Production rates of hidden-charm pentaquark molecules in $\Lambda_b$ decays

TL;DR

This paper models the production of hidden-charm pentaquark molecules in Lambda_b decays using effective field theory and coupled-channel interactions, predicting observable decay rates and providing insights into their production mechanisms.

Contribution

It introduces a dynamical generation model for pentaquark molecules in Lambda_b decays, employing contact-range effective field theory and triangle diagram mechanisms.

Findings

Pentaquark states can be produced in Lambda_b decays.

Heavy quark spin symmetry partners are hard to observe.

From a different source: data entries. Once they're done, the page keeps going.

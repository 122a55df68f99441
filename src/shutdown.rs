use std::sync::atomic::{AtomicBool, Ordering};
use std::sync::Arc;

use tokio::sync::broadcast;
use tracing::{debug, info};

/// 关闭信号广播
///
/// Dispatcher、Worker和API各自持有一个接收端；关闭后新订阅的接收端立即收到信号。
#[derive(Clone)]
pub struct ShutdownManager {
    shutdown_tx: broadcast::Sender<()>,
    triggered: Arc<AtomicBool>,
}

impl ShutdownManager {
    pub fn new() -> Self {
        let (shutdown_tx, _) = broadcast::channel(16);
        Self {
            shutdown_tx,
            triggered: Arc::new(AtomicBool::new(false)),
        }
    }

    pub fn subscribe(&self) -> broadcast::Receiver<()> {
        if self.is_shutdown() {
            let (tx, rx) = broadcast::channel(1);
            let _ = tx.send(());
            return rx;
        }
        self.shutdown_tx.subscribe()
    }

    /// 触发关闭，重复调用无效果
    pub fn shutdown(&self) {
        if self.triggered.swap(true, Ordering::SeqCst) {
            debug!("关闭信号已发送过");
            return;
        }

        let receivers = self.shutdown_tx.receiver_count();
        // 没有接收者时发送失败，可以忽略
        let _ = self.shutdown_tx.send(());
        info!("关闭信号已发送给 {} 个组件", receivers);
    }

    pub fn is_shutdown(&self) -> bool {
        self.triggered.load(Ordering::SeqCst)
    }
}

impl Default for ShutdownManager {
    fn default() -> Self {
        Self::new()
    }
}

#[cfg(test)]
mod tests {
    use super::*;
    use std::time::Duration;
    use tokio::time::timeout;

    #[tokio::test]
    async fn test_all_subscribers_receive_signal() {
        let manager = ShutdownManager::new();
        let mut dispatcher_rx = manager.subscribe();
        let mut worker_rx = manager.subscribe();

        assert!(!manager.is_shutdown());
        manager.shutdown();

        assert!(timeout(Duration::from_millis(100), dispatcher_rx.recv()).await.is_ok());
        assert!(timeout(Duration::from_millis(100), worker_rx.recv()).await.is_ok());
        assert!(manager.is_shutdown());
    }

    #[tokio::test]
    async fn test_subscribe_after_shutdown_fires_immediately() {
        let manager = ShutdownManager::new();
        manager.shutdown();

        let mut rx = manager.subscribe();
        assert!(timeout(Duration::from_millis(100), rx.recv()).await.is_ok());
    }

    #[tokio::test]
    async fn test_double_shutdown_sends_once() {
        let manager = ShutdownManager::new();
        let mut rx = manager.subscribe();

        manager.shutdown();
        manager.clone().shutdown();

        assert!(rx.recv().await.is_ok());
        assert!(matches!(
            rx.try_recv(),
            Err(broadcast::error::TryRecvError::Empty)
        ));
    }

    #[tokio::test]
    async fn test_resubscribed_receiver_sees_signal() {
        let manager = ShutdownManager::new();
        let rx = manager.subscribe();
        let mut child = rx.resubscribe();

        let waiter = tokio::spawn(async move { child.recv().await.is_ok() });
        tokio::time::sleep(Duration::from_millis(10)).await;
        manager.shutdown();

        assert!(timeout(Duration::from_millis(100), waiter).await.unwrap().unwrap());
    }
}
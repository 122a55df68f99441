//! 所在地到IANA时区的解析
//!
//! 所在地是未经校验的自由文本，解析必须是全函数：任何输入都返回一个确定的时区，
//! 无法识别时退化到UTC并输出警告日志。查找按以下顺序进行，先命中者生效：
//!
//! 1. 国家为美国的各种写法：先按州匹配，再按城市子串匹配，最后默认东部时区
//! 2. 城市名（大小写不敏感，完整匹配）
//! 3. 国家名（大小写不敏感，完整匹配）
//! 4. UTC

use chrono_tz::Tz;
use tracing::warn;

use crate::models::Location;

/// 无法识别所在地时使用的时区
pub const FALLBACK_TIMEZONE: &str = "UTC";

const US_DEFAULT_TIMEZONE: &str = "America/New_York";

const US_COUNTRY_NAMES: &[&str] = &[
    "usa",
    "us",
    "u.s.",
    "u.s.a.",
    "united states",
    "united states of america",
];

const US_STATE_TIMEZONES: &[(&str, &str)] = &[
    ("new york", "America/New_York"),
    ("california", "America/Los_Angeles"),
    ("texas", "America/Chicago"),
    ("florida", "America/New_York"),
    ("illinois", "America/Chicago"),
    ("washington", "America/Los_Angeles"),
    ("colorado", "America/Denver"),
    ("arizona", "America/Phoenix"),
    ("hawaii", "Pacific/Honolulu"),
    ("alaska", "America/Anchorage"),
];

/// 按子串匹配，顺序即优先级
const US_CITY_TIMEZONES: &[(&str, &str)] = &[
    ("new york", "America/New_York"),
    ("los angeles", "America/Los_Angeles"),
    ("chicago", "America/Chicago"),
    ("houston", "America/Chicago"),
    ("phoenix", "America/Phoenix"),
    ("denver", "America/Denver"),
    ("seattle", "America/Los_Angeles"),
];

const CITY_TIMEZONES: &[(&str, &str)] = &[
    ("london", "Europe/London"),
    ("paris", "Europe/Paris"),
    ("berlin", "Europe/Berlin"),
    ("tokyo", "Asia/Tokyo"),
    ("sydney", "Australia/Sydney"),
    ("singapore", "Asia/Singapore"),
    ("dubai", "Asia/Dubai"),
    ("mumbai", "Asia/Kolkata"),
    ("hong kong", "Asia/Hong_Kong"),
    ("toronto", "America/Toronto"),
    ("vancouver", "America/Vancouver"),
    ("mexico city", "America/Mexico_City"),
    ("sao paulo", "America/Sao_Paulo"),
    ("buenos aires", "America/Argentina/Buenos_Aires"),
];

const COUNTRY_TIMEZONES: &[(&str, &str)] = &[
    ("uk", "Europe/London"),
    ("united kingdom", "Europe/London"),
    ("france", "Europe/Paris"),
    ("germany", "Europe/Berlin"),
    ("japan", "Asia/Tokyo"),
    ("australia", "Australia/Sydney"),
    ("singapore", "Asia/Singapore"),
    ("india", "Asia/Kolkata"),
    ("china", "Asia/Shanghai"),
    ("canada", "America/Toronto"),
    ("mexico", "America/Mexico_City"),
    ("brazil", "America/Sao_Paulo"),
    ("philippines", "Asia/Manila"),
];

/// 时区解析器，无状态
#[derive(Debug, Clone, Copy, Default)]
pub struct TimezoneResolver;

impl TimezoneResolver {
    pub fn new() -> Self {
        Self
    }

    /// 解析所在地对应的IANA时区标识
    pub fn resolve(&self, city: &str, region: Option<&str>, country: &str) -> &'static str {
        let city_lower = city.trim().to_lowercase();
        let region_lower = region.map(|r| r.trim().to_lowercase()).unwrap_or_default();
        let country_lower = country.trim().to_lowercase();

        if US_COUNTRY_NAMES.contains(&country_lower.as_str()) {
            if !region_lower.is_empty() {
                if let Some(tz) = lookup_exact(US_STATE_TIMEZONES, &region_lower) {
                    return tz;
                }
            }
            return US_CITY_TIMEZONES
                .iter()
                .find(|(name, _)| city_lower.contains(name))
                .map(|(_, tz)| *tz)
                .unwrap_or(US_DEFAULT_TIMEZONE);
        }

        if let Some(tz) = lookup_exact(CITY_TIMEZONES, &city_lower) {
            return tz;
        }

        if let Some(tz) = lookup_exact(COUNTRY_TIMEZONES, &country_lower) {
            return tz;
        }

        warn!(
            city = city,
            region = region.unwrap_or(""),
            country = country,
            "无法识别所在地的时区，使用UTC"
        );
        FALLBACK_TIMEZONE
    }

    pub fn resolve_location(&self, location: &Location) -> &'static str {
        self.resolve(&location.city, location.region.as_deref(), &location.country)
    }

    /// 解析为 `chrono_tz::Tz`，表中标识均为合法IANA名称
    pub fn resolve_tz(&self, location: &Location) -> Tz {
        self.resolve_location(location).parse().unwrap_or(Tz::UTC)
    }
}

fn lookup_exact(table: &[(&str, &'static str)], key: &str) -> Option<&'static str> {
    table
        .iter()
        .find(|(name, _)| *name == key)
        .map(|(_, tz)| *tz)
}
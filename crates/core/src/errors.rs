use thiserror::Error;

/// 通知服务错误类型定义
#[derive(Debug, Error)]
pub enum NotifierError {
    #[error("数据库错误: {0}")]
    Database(#[from] sqlx::Error),

    #[error("用户未找到: {id}")]
    PersonNotFound { id: String },

    #[error("参数校验失败: {0}")]
    Validation(String),

    #[error("消息队列错误: {0}")]
    MessageQueue(String),

    #[error("缓存错误: {0}")]
    Cache(String),

    #[error("通知发送失败: {0}")]
    Notification(String),

    #[error("序列化错误: {0}")]
    Serialization(String),

    #[error("配置错误: {0}")]
    Configuration(String),

    #[error("内部错误: {0}")]
    Internal(String),
}

impl NotifierError {
    /// 是否属于可通过消息重投递恢复的瞬时错误
    ///
    /// 不可重试的错误（记录缺失、输入非法）重投递也无法成功，应确认后丢弃。
    pub fn is_retryable(&self) -> bool {
        match self {
            NotifierError::Database(_)
            | NotifierError::MessageQueue(_)
            | NotifierError::Cache(_)
            | NotifierError::Notification(_)
            | NotifierError::Internal(_) => true,
            NotifierError::PersonNotFound { .. }
            | NotifierError::Validation(_)
            | NotifierError::Serialization(_)
            | NotifierError::Configuration(_) => false,
        }
    }

    /// 用于日志和指标的错误分类
    pub fn category(&self) -> &'static str {
        match self {
            NotifierError::Database(_) => "database",
            NotifierError::PersonNotFound { .. } => "not_found",
            NotifierError::Validation(_) => "validation",
            NotifierError::MessageQueue(_) => "message_queue",
            NotifierError::Cache(_) => "cache",
            NotifierError::Notification(_) => "notification",
            NotifierError::Serialization(_) => "serialization",
            NotifierError::Configuration(_) => "configuration",
            NotifierError::Internal(_) => "internal",
        }
    }

    pub fn person_not_found(id: impl Into<String>) -> Self {
        NotifierError::PersonNotFound { id: id.into() }
    }
}

impl From<serde_json::Error> for NotifierError {
    fn from(err: serde_json::Error) -> Self {
        NotifierError::Serialization(err.to_string())
    }
}

/// 统一的Result类型
pub type NotifierResult<T> = std::result::Result<T, NotifierError>;
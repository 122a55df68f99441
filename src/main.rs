use std::time::Duration;

use anyhow::{bail, Context, Result};
use birthday_core::config::{AppConfig, MessageQueueType};
use clap::{Parser, ValueEnum};
use tracing::{error, info, warn};
use tracing_subscriber::{fmt, layer::SubscriberExt, util::SubscriberInitExt, EnvFilter};

mod app;
mod shutdown;

use app::{AppMode, Application};
use shutdown::ShutdownManager;

/// 正在投递的批次在该时限内收尾
const SHUTDOWN_GRACE: Duration = Duration::from_secs(30);

/// 生日提醒通知服务
#[derive(Debug, Parser)]
#[command(name = "birthday-notifier", version, about = "生日提醒通知服务")]
struct Cli {
    /// 配置文件路径
    #[arg(short, long, value_name = "FILE", default_value = "config/notifier.toml")]
    config: String,

    /// 运行的组件
    #[arg(short, long, value_enum, default_value_t = AppMode::All)]
    mode: AppMode,

    /// Worker ID，同时作为Redis消费者组内的消费者名称
    #[arg(long, value_name = "ID")]
    worker_id: Option<String>,

    /// 日志级别，设置了RUST_LOG时以环境变量为准
    #[arg(
        short,
        long,
        value_name = "LEVEL",
        default_value = "info",
        value_parser = ["trace", "debug", "info", "warn", "error"]
    )]
    log_level: String,

    #[arg(long, value_enum, default_value_t = LogFormat::Pretty)]
    log_format: LogFormat,
}

#[derive(Debug, Clone, Copy, PartialEq, Eq, ValueEnum)]
enum LogFormat {
    Json,
    Pretty,
}

#[tokio::main]
async fn main() -> Result<()> {
    let cli = Cli::parse();
    install_subscriber(&cli.log_level, cli.log_format)?;

    info!(config = %cli.config, mode = ?cli.mode, "启动生日提醒通知服务");

    let config = load_config(&cli)?;
    check_mode_enabled(cli.mode, &config)?;
    log_schedule(&config);
    for hint in deployment_hints(cli.mode, &config) {
        warn!("{hint}");
    }

    let app = Application::new(config, cli.mode).await?;
    let shutdown = ShutdownManager::new();
    let mut app_task = {
        let shutdown_rx = shutdown.subscribe();
        tokio::spawn(async move { app.run(shutdown_rx).await })
    };

    tokio::select! {
        source = termination_signal() => info!("收到{source}，开始优雅关闭"),
        // API端口绑定失败等情况下组件会先于信号退出
        finished = &mut app_task => {
            shutdown.shutdown();
            return finished.context("应用任务异常终止")?.context("应用运行失败");
        }
    }

    shutdown.shutdown();

    match tokio::time::timeout(SHUTDOWN_GRACE, app_task).await {
        Ok(Ok(Ok(()))) => info!("生日提醒通知服务已退出"),
        Ok(Ok(Err(e))) => error!("应用关闭时出错: {e:#}"),
        Ok(Err(e)) => error!("应用任务异常终止: {e}"),
        Err(_) => warn!("{}秒内未完成关闭，强制退出", SHUTDOWN_GRACE.as_secs()),
    }

    Ok(())
}

fn install_subscriber(level: &str, format: LogFormat) -> Result<()> {
    let filter = EnvFilter::try_from_default_env().unwrap_or_else(|_| EnvFilter::new(level));
    let registry = tracing_subscriber::registry().with(filter);

    let installed = match format {
        LogFormat::Json => registry
            .with(fmt::layer().json().with_current_span(true))
            .try_init(),
        LogFormat::Pretty => registry.with(fmt::layer().pretty()).try_init(),
    };
    installed.context("初始化日志订阅器失败")
}

/// 读取配置文件并应用命令行覆盖项
fn load_config(cli: &Cli) -> Result<AppConfig> {
    let mut config = AppConfig::load(Some(&cli.config))
        .with_context(|| format!("加载配置文件失败: {}", cli.config))?;

    if let Some(id) = &cli.worker_id {
        config.worker.worker_id = id.clone();
        config.worker.validate().context("命令行指定的worker-id无效")?;
    }

    Ok(config)
}

fn check_mode_enabled(mode: AppMode, config: &AppConfig) -> Result<()> {
    let (name, enabled) = match mode {
        AppMode::Dispatcher => ("dispatcher", config.dispatcher.enabled),
        AppMode::Worker => ("worker", config.worker.enabled),
        AppMode::Api => ("api", config.api.enabled),
        AppMode::All => (
            "all",
            config.dispatcher.enabled || config.worker.enabled || config.api.enabled,
        ),
    };

    if !enabled {
        bail!("{name} 模式下没有可运行的组件，请检查配置中的 enabled 开关");
    }
    Ok(())
}

fn log_schedule(config: &AppConfig) {
    info!(
        scan_interval_secs = config.dispatcher.scan_interval_seconds,
        scan_buffer_secs = config.dispatcher.scan_buffer_seconds,
        leap_day_policy = ?config.schedule.leap_day_policy,
        "调度参数"
    );
    info!(
        queue = ?config.message_queue.r#type,
        max_retries = config.message_queue.max_retries,
        idempotency = ?config.idempotency.backend,
        marker_ttl_secs = config.idempotency.marker_ttl_seconds,
        "投递参数"
    );
}

/// 配置本身合法但在当前模式下可能导致漏发或重复发送的组合
fn deployment_hints(mode: AppMode, config: &AppConfig) -> Vec<String> {
    let mut hints = Vec::new();

    if config.message_queue.r#type == MessageQueueType::InMemory
        && matches!(mode, AppMode::Dispatcher | AppMode::Worker)
    {
        hints.push(format!(
            "内存队列只在进程内可见，单独以 {mode:?} 模式运行时队列的另一端不会有人处理"
        ));
    }

    let redelivery_window = config
        .message_queue
        .visibility_timeout()
        .saturating_mul(config.message_queue.max_retries);
    if config.idempotency.marker_ttl() < redelivery_window {
        hints.push(format!(
            "幂等标记TTL({}秒)短于重投递窗口({}秒)，标记过期后重投递的消息只能依赖存储中的年份去重",
            config.idempotency.marker_ttl_seconds,
            redelivery_window.as_secs()
        ));
    }

    hints
}

/// 返回触发关闭的信号名称
async fn termination_signal() -> &'static str {
    #[cfg(unix)]
    {
        use tokio::signal::unix::{signal, SignalKind};

        match signal(SignalKind::terminate()) {
            Ok(mut sigterm) => tokio::select! {
                _ = tokio::signal::ctrl_c() => "SIGINT",
                _ = sigterm.recv() => "SIGTERM",
            },
            Err(e) => {
                warn!("无法监听SIGTERM，仅响应Ctrl+C: {e}");
                ctrl_c_or_forever().await
            }
        }
    }

    #[cfg(not(unix))]
    {
        ctrl_c_or_forever().await
    }
}

async fn ctrl_c_or_forever() -> &'static str {
    if let Err(e) = tokio::signal::ctrl_c().await {
        error!("无法监听Ctrl+C: {e}");
        std::future::pending::<()>().await;
    }
    "SIGINT"
}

Some pentaquark states are likely observable in specific decay channels.

Abstract

The partial decay widths and production mechanism of the three pentaquark states, $P_{\psi}^{N}(4312)$, $P_{\psi}^{N}(4440)$, and $P_{\psi}^{N}(4457)$, discovered by the LHCb Collaboration in 2019, are still under debate. In this work, we employ the contact-range effective field theory approach to construct the $\bar{D}^{(*)}\Sigma_{c}^{(*)}$, $\bar{D}^{*}\Lambda_c$, $\bar{D}\Lambda_c$, $J/\psi p$, and $\eta_c p$ coupled-channel interactions to dynamically generate the multiplet of hidde-charm pentaquark molecules by reproducing the masses and widths of $P_{\psi}^{N}(4312)$, $P_{\psi}^{N}(4440)$, and $P_{\psi}^{N}(4457)$. Assuming that the pentaquark molecules are produced in the $\Lambda_b$ decay via the triangle diagrams, where $\Lambda_{b}$ firstly decays into $D_{s}^{(\ast)}\Lambda_{c}$, then $D_{s}^{(\ast)}$ scatters into $\bar{D}^{(\ast)}K$, and finally the molecules are dynamically generated by the $\bar{D}^{(\ast)}\Lambda_{c}$ interactions, we calculate the branching fractions of the decays $\Lambda_b \to {P_{\psi}^{N}}K$ using the effective Lagrangian approach. With the partial decay widths of these pentaquark molecules, we further estimate the branching fraction of the decays $ \Lambda_b \to ( P_{\psi}^{N} \to J/\psi p )K $ and $ \Lambda_b \to ( P_{\psi}^{N}\to \bar{D}^* \Lambda_c )K $. Our results show that the pentaquark states $P_{\psi}^{N}(4312)$, $P_{\psi}^{N}(4440)$, and $P_{\psi}^{N}(4457)$ as hadronic molecules can be produced in the $\Lambda_b$ decay, and on the other hand their heavy quark spin symmetry partners are invisible in the $J/\psi p$ invariant mass distribution because of the small production rates. Our studies show that is possible to observe some of the pentaquark states in the $\Lambda_b\to \bar{D}^*\Lambda_c K$ decays.